» **Directions for this task**: I'd like every line from the material below that has "panel" in it.

» **Records to use**:
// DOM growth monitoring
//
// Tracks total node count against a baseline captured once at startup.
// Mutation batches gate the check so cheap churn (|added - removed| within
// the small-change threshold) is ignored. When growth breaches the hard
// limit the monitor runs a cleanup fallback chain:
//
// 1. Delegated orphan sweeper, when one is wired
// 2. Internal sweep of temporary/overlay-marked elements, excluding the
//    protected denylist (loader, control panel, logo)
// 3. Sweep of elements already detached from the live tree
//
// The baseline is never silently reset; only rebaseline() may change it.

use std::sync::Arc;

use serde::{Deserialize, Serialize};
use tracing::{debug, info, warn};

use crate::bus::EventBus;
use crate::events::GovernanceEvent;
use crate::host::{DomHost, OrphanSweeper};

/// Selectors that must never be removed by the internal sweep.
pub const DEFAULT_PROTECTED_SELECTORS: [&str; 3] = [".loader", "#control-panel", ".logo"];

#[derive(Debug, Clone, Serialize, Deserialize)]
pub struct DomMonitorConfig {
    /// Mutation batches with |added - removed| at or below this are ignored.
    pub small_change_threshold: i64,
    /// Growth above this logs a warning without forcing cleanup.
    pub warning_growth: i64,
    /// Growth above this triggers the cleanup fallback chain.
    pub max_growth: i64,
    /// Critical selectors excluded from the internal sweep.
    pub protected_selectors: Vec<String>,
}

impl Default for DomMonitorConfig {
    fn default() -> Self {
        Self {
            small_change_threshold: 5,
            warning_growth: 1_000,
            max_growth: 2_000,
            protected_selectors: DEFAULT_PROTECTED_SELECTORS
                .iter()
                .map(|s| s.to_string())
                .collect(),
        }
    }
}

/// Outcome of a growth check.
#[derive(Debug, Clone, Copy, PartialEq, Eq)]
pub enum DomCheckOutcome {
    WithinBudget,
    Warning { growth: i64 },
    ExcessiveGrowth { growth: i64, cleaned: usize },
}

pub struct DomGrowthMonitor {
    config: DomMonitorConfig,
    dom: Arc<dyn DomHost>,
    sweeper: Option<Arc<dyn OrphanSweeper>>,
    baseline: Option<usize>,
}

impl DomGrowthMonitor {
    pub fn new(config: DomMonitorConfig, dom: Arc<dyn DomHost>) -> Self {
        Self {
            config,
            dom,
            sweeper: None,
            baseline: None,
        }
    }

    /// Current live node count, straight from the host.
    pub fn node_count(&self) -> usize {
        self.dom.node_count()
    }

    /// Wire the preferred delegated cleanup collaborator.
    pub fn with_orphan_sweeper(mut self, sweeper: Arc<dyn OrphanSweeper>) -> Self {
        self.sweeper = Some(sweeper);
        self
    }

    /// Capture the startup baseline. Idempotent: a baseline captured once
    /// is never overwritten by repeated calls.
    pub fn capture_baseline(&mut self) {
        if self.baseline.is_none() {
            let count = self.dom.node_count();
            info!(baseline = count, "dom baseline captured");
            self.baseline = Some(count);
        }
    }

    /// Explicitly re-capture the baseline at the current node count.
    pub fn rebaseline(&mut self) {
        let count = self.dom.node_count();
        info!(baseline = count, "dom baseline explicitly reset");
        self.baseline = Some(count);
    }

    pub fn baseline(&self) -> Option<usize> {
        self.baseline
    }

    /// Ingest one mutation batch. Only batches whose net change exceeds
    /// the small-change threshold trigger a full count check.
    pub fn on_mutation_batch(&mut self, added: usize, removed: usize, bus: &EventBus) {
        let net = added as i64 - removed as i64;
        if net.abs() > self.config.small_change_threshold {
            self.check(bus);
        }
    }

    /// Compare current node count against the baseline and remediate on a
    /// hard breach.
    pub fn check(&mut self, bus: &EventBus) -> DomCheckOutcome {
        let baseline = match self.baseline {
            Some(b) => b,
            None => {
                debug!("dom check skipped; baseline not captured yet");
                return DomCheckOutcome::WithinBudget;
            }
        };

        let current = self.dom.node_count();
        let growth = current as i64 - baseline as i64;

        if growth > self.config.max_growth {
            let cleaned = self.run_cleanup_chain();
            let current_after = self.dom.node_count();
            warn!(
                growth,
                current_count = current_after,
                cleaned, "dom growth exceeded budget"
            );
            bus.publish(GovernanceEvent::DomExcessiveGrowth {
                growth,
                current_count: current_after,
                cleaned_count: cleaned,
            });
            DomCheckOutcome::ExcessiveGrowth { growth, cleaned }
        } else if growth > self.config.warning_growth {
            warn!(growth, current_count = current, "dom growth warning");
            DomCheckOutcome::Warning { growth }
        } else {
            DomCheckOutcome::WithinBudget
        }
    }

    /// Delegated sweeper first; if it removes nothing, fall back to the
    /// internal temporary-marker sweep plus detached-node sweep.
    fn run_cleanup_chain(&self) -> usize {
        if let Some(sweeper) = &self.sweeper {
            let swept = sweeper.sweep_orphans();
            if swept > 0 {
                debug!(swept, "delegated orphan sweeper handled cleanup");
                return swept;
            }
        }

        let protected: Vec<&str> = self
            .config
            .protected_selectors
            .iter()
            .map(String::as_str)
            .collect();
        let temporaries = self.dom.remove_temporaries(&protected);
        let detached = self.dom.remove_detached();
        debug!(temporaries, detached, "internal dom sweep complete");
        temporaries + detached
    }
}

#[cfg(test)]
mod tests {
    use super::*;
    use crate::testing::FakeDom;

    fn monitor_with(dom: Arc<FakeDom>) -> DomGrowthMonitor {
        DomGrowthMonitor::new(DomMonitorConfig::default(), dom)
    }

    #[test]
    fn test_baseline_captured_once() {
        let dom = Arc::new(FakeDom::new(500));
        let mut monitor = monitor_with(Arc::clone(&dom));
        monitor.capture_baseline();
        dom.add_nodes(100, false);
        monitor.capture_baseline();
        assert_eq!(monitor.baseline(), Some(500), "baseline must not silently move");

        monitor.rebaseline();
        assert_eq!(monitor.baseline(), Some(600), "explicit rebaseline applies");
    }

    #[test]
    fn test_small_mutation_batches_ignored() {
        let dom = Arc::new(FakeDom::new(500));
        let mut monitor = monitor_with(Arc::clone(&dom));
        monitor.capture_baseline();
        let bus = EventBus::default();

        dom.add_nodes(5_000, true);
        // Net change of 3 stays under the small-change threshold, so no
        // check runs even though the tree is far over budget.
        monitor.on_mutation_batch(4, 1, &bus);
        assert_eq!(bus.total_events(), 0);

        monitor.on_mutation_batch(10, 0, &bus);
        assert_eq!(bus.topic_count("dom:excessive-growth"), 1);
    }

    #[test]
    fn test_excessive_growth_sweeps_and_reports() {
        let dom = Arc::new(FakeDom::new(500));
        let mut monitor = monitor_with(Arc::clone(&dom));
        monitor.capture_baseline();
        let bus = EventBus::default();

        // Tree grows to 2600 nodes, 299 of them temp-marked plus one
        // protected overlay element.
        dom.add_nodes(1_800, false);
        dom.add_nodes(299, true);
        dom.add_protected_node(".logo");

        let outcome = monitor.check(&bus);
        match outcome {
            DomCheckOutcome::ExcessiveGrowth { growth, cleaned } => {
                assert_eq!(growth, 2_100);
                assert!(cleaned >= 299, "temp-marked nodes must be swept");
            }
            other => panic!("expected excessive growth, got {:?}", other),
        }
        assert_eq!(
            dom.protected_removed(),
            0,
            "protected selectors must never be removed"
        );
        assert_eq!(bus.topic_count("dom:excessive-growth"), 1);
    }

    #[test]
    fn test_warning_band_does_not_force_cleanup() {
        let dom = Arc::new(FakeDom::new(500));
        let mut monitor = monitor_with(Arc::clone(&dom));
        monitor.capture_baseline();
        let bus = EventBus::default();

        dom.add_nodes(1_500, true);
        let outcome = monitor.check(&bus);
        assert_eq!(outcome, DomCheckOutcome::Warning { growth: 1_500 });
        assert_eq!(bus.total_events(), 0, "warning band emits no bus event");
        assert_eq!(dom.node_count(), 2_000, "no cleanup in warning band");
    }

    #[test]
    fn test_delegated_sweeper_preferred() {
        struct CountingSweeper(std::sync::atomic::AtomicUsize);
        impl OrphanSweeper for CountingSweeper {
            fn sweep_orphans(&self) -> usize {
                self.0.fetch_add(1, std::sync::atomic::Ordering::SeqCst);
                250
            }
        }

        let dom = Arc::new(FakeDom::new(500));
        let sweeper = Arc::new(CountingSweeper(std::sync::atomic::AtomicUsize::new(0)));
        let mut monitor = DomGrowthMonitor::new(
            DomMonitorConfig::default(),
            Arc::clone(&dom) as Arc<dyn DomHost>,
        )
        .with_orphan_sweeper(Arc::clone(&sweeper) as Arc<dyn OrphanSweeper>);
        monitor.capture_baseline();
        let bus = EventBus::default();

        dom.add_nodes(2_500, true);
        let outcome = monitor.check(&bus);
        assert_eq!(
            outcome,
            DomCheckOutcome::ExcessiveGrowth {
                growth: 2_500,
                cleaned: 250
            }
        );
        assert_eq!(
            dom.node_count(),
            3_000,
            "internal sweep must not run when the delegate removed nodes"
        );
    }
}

---

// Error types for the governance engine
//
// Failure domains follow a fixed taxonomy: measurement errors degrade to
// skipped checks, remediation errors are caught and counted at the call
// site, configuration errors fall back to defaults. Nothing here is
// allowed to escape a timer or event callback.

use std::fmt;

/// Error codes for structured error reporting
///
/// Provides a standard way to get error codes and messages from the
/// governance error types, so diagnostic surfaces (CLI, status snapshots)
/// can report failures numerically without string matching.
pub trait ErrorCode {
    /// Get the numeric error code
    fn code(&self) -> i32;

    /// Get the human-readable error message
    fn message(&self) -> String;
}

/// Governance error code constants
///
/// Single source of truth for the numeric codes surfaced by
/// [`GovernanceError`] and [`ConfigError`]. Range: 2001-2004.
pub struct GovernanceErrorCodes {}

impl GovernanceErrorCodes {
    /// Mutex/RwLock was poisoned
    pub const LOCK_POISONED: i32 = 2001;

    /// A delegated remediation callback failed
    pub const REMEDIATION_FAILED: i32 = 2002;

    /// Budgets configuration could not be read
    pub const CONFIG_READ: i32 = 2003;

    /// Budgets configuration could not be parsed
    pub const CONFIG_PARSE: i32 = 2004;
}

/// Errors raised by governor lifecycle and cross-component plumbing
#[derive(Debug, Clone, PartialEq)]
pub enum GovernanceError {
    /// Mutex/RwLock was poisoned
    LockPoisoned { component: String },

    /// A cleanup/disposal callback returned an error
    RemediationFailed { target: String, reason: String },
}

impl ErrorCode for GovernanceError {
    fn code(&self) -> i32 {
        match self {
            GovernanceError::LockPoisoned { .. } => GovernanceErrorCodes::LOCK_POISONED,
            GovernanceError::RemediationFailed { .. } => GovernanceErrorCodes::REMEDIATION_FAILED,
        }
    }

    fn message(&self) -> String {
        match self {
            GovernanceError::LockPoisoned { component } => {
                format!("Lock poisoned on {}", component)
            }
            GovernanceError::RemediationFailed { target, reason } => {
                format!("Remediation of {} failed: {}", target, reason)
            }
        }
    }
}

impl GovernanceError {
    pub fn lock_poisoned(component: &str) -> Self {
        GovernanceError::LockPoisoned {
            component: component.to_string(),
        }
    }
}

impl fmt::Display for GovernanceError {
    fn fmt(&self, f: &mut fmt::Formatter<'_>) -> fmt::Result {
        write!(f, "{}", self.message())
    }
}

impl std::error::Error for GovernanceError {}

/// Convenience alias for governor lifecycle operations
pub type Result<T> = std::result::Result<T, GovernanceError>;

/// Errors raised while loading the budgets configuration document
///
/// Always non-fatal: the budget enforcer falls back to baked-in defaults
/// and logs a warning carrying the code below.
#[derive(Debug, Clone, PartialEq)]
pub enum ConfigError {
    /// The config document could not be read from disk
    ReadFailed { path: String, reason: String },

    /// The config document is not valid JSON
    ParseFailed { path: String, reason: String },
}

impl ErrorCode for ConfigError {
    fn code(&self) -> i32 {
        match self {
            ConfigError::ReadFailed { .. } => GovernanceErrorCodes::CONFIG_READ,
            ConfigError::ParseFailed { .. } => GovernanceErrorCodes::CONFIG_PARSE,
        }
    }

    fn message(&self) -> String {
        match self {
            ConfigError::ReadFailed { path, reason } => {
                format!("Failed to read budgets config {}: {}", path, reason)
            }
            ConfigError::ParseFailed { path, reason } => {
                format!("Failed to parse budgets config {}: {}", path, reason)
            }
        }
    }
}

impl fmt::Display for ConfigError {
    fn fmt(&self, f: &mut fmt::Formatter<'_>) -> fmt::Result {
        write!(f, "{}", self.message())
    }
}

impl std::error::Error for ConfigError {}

» **Task solution**:
//    protected denylist (loader, control panel, logo)
pub const DEFAULT_PROTECTED_SELECTORS: [&str; 3] = [".loader", "#control-panel", ".logo"];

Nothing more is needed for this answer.